Copy, from the data below, every line that has "header" in it.

(MATERIALS PROVIDED Opens)

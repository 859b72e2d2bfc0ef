//! Mapping of domain failures onto HTTP responses.
//!
//! Every authentication failure leaves the service as the same 401 body so a
//! caller cannot tell which check rejected the token.

use actix_web::{
    http::{header, StatusCode},
    HttpResponse, ResponseError,
};
use thiserror::Error;
use validator::ValidationErrors;

use tg_core::errors::{DomainError, StorageError, TokenError};
use tg_core::services::auth::Unauthenticated;

use crate::dto::error::ErrorResponse;

/// Public message for every rejected token
pub const INVALID_TOKEN_MESSAGE: &str = "invalid or expired token";

#[derive(Debug, Error)]
pub enum ApiError {
    #[error("{0}")]
    Unauthenticated(&'static str),

    #[error("{0}")]
    Forbidden(String),

    #[error("{0}")]
    Validation(String),

    /// Revocation asked for a token that does not decode
    #[error("token could not be decoded")]
    InvalidToken,

    #[error("revocation ledger unavailable")]
    StorageUnavailable,

    #[error("{0}")]
    Internal(String),
}

impl ApiError {
    pub fn error_code(&self) -> &'static str {
        match self {
            ApiError::Unauthenticated(_) => "unauthenticated",
            ApiError::Forbidden(_) => "forbidden",
            ApiError::Validation(_) => "validation_error",
            ApiError::InvalidToken => "invalid_token",
            ApiError::StorageUnavailable => "storage_unavailable",
            ApiError::Internal(_) => "internal_error",
        }
    }
}

impl ResponseError for ApiError {
    fn status_code(&self) -> StatusCode {
        match self {
            ApiError::Unauthenticated(_) => StatusCode::UNAUTHORIZED,
            ApiError::Forbidden(_) => StatusCode::FORBIDDEN,
            ApiError::Validation(_) | ApiError::InvalidToken => StatusCode::BAD_REQUEST,
            ApiError::StorageUnavailable => StatusCode::SERVICE_UNAVAILABLE,
            ApiError::Internal(_) => StatusCode::INTERNAL_SERVER_ERROR,
        }
    }

    fn error_response(&self) -> HttpResponse {
        let mut builder = HttpResponse::build(self.status_code());
        if let ApiError::Unauthenticated(_) = self {
            builder.insert_header((header::WWW_AUTHENTICATE, "Bearer"));
        }
        builder.json(ErrorResponse::new(self.error_code(), self.to_string()))
    }
}

impl From<Unauthenticated> for ApiError {
    fn from(err: Unauthenticated) -> Self {
        ApiError::Unauthenticated(err.public_message())
    }
}

impl From<DomainError> for ApiError {
    fn from(err: DomainError) -> Self {
        match err {
            DomainError::Validation { message } => ApiError::Validation(message),
            DomainError::Token(TokenError::InvalidToken) => ApiError::InvalidToken,
            DomainError::Token(TokenError::MissingCredential) => {
                ApiError::Unauthenticated("missing credential")
            }
            DomainError::Token(_) => ApiError::Unauthenticated(INVALID_TOKEN_MESSAGE),
            DomainError::Storage(e) => {
                match &e {
                    StorageError::Unavailable { .. } => log::error!("Ledger unavailable: {}", e),
                    StorageError::Corrupt { .. } => log::error!("Ledger corrupt: {}", e),
                }
                ApiError::StorageUnavailable
            }
            DomainError::Internal { message } => {
                log::error!("Internal error: {}", message);
                ApiError::Internal("An internal error occurred".to_string())
            }
        }
    }
}

impl From<ValidationErrors> for ApiError {
    fn from(errors: ValidationErrors) -> Self {
        let mut fields: Vec<String> = errors
            .field_errors()
            .into_iter()
            .map(|(field, errs)| {
                let reasons: Vec<String> = errs
                    .iter()
                    .map(|e| {
                        e.message
                            .as_ref()
                            .map(|m| m.to_string())
                            .unwrap_or_else(|| e.code.to_string())
                    })
                    .collect();
                format!("{}: {}", field, reasons.join(", "))
            })
            .collect();
        fields.sort();
        ApiError::Validation(format!("Invalid request data ({})", fields.join("; ")))
    }
}
//! Configuration module with one sub-module per concern:
//! - `auth` - token secret, lifetime and internal service key
//! - `cleanup` - revocation ledger purge schedule
//! - `database` - ledger database connection and pool configuration
//! - `environment` - environment detection and logging configuration
//! - `server` - HTTP server configuration

pub mod auth;
pub mod cleanup;
pub mod database;
pub mod environment;
pub mod server;

use serde::{Deserialize, Serialize};
use thiserror::Error;

// Re-export commonly used types
pub use auth::{AuthConfig, Secret};
pub use cleanup::CleanupConfig;
pub use database::DatabaseConfig;
pub use environment::{Environment, LoggingConfig};
pub use server::ServerConfig;

/// Prefix for layered environment overrides, e.g. `TG__AUTH__SECRET`
pub const ENV_PREFIX: &str = "TG";

/// Errors raised while loading or validating configuration
#[derive(Debug, Error)]
pub enum ConfigError {
    #[error("Failed to load configuration: {0}")]
    Load(#[from] config::ConfigError),

    #[error("Invalid configuration: {0}")]
    Invalid(String),
}

/// Complete application configuration combining all sub-configurations
#[derive(Debug, Clone, Default, Deserialize, Serialize)]
pub struct AppConfig {
    #[serde(default)]
    pub environment: Environment,

    #[serde(default)]
    pub server: ServerConfig,

    #[serde(default)]
    pub database: DatabaseConfig,

    #[serde(default)]
    pub auth: AuthConfig,

    #[serde(default)]
    pub cleanup: CleanupConfig,

    #[serde(default)]
    pub logging: LoggingConfig,
}

impl AppConfig {
    /// Load layered configuration: built-in defaults, then the optional
    /// `config.<environment>.toml` file, then `TG__SECTION__KEY` variables.
    pub fn load() -> Result<Self, ConfigError> {
        let environment = Environment::from_env();

        let settings = config::Config::builder()
            .set_default("logging.level", LoggingConfig::for_environment(environment).level)?
            .add_source(
                config::File::new(environment.config_file(), config::FileFormat::Toml)
                    .required(false),
            )
            .add_source(
                config::Environment::with_prefix(ENV_PREFIX)
                    .prefix_separator("__")
                    .separator("__")
                    .try_parsing(true),
            )
            .set_override("environment", environment.to_string())?
            .build()?;

        let config: AppConfig = settings.try_deserialize()?;
        config.validate()?;
        Ok(config)
    }

    /// Reject configurations that would be unsafe to serve traffic with
    pub fn validate(&self) -> Result<(), ConfigError> {
        if self.auth.secret.is_empty() {
            return Err(ConfigError::Invalid("token secret must not be empty".into()));
        }
        if self.environment.is_production() && self.auth.is_using_default_secret() {
            return Err(ConfigError::Invalid(
                "the placeholder token secret cannot be used in production".into(),
            ));
        }
        if self.auth.token_ttl_seconds <= 0 {
            return Err(ConfigError::Invalid("token lifetime must be positive".into()));
        }
        if self.auth.token_ttl_seconds > auth::MAX_TOKEN_TTL_SECONDS {
            return Err(ConfigError::Invalid(format!(
                "token lifetime must be at most {} seconds",
                auth::MAX_TOKEN_TTL_SECONDS
            )));
        }
        if self.cleanup.enabled && self.cleanup.interval_seconds == 0 {
            return Err(ConfigError::Invalid("cleanup interval must be positive".into()));
        }
        if self.cleanup.interval_seconds > cleanup::MAX_CLEANUP_INTERVAL_SECONDS {
            return Err(ConfigError::Invalid(format!(
                "cleanup interval must be at most {} seconds",
                cleanup::MAX_CLEANUP_INTERVAL_SECONDS
            )));
        }
        Ok(())
    }
}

(MATERIALS PROVIDED Closes)

■ **EXERCISE OUTPUT**
    http::{header, StatusCode},
            builder.insert_header((header::WWW_AUTHENTICATE, "Bearer"));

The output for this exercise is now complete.